La rébellion, l’émotion et les problèmes psychologiques sont à proscrire et, à défaut, ce sont les peuples eux-mêmes que l’on remplace sans ménagement qu’ils soient d’ailleurs
libres ou soumis à un ordre dictatorial, dans ce schéma, la SUEDE n’est pas plus importante que le KOWAIT, ni la France autre démocratie, que l’ARABIE SEOUDITE, les pays, les
peuples, les cultures, les idéologies, l’Histoire, tout cela n’a aucune espèce d’importance car le système doit fonctionner.

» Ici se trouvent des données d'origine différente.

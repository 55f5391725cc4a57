//! HTTP middleware.

mod auth;
mod logging;

pub use auth::*;
pub use logging::*;
//! Data Transfer Objects (DTOs).

mod auth_dto;
mod cache_dto;
mod favorite_dto;
mod property_dto;
mod user_dto;

pub use auth_dto::*;
pub use cache_dto::*;
pub use favorite_dto::*;
pub use property_dto::*;
pub use user_dto::*;

use haven_core::PageRequest;
use serde::{Deserialize, Serialize};
use utoipa::{IntoParams, ToSchema};

/// `?page=&limit=` query for paginated lists.
#[derive(Debug, Clone, Copy, Default, PartialEq, Eq, Serialize, Deserialize, ToSchema, IntoParams)]
#[into_params(parameter_in = Query)]
pub struct ListQuery {
    /// Page number, 1-indexed (default 1)
    pub page: Option<u32>,
    /// Items per page (default 10, max 100)
    pub limit: Option<u32>,
}

impl ListQuery {
    #[must_use]
    pub fn page_request(&self) -> PageRequest {
        PageRequest::from_options(self.page, self.limit)
    }
}

/// Simple message response.
#[derive(Debug, Clone, PartialEq, Eq, Serialize, Deserialize, ToSchema)]
pub struct MessageResponse {
    pub message: String,
}

impl MessageResponse {
    #[must_use]
    pub fn new(message: impl Into<String>) -> Self {
        Self {
            message: message.into(),
        }
    }
}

Mais, la grosse difficulté de cette théorie est qu’elle reste trop théorique et ne tient pas compte des spécificités humaines. Ainsi la théorie néo libérale poussée à l’extrême
impose un égalitarisme absolu - ce qui la rapproche des dictatures communistes - non par les revenus mais par les possibilités, mais aussi une sûreté, une tranquillité et une sécurité exacerbée
du système - c’est l’idée fascisante qui y est référée - afin d’en assurer la pérennité. Cela pousse donc à nier les particularismes de chaque élément et de les noyer dans un ensemble compact
unitaire.
Alors, elle nous impose un monde à la "1984" de Orwell tout unitaire, tous identiques afin que la loi de l’offre et de la demande, de l’économie de marché fonctionne sans aucun accrocs et que
l’on achète, vende, produise simplement pour valoriser au maximum les possibilités de chacun. Mais cette dictature du marché est encore plus lascive et dangereuse que les autres car elle semble
s’imposer seule, sans ménagement et difficulté et surtout au niveau mondial par la globalisation et l’interventionnisme sous toutes ses formes, même les plus hideuses, au profit de certaines
personnes et non de celui de l’ensemble des individus.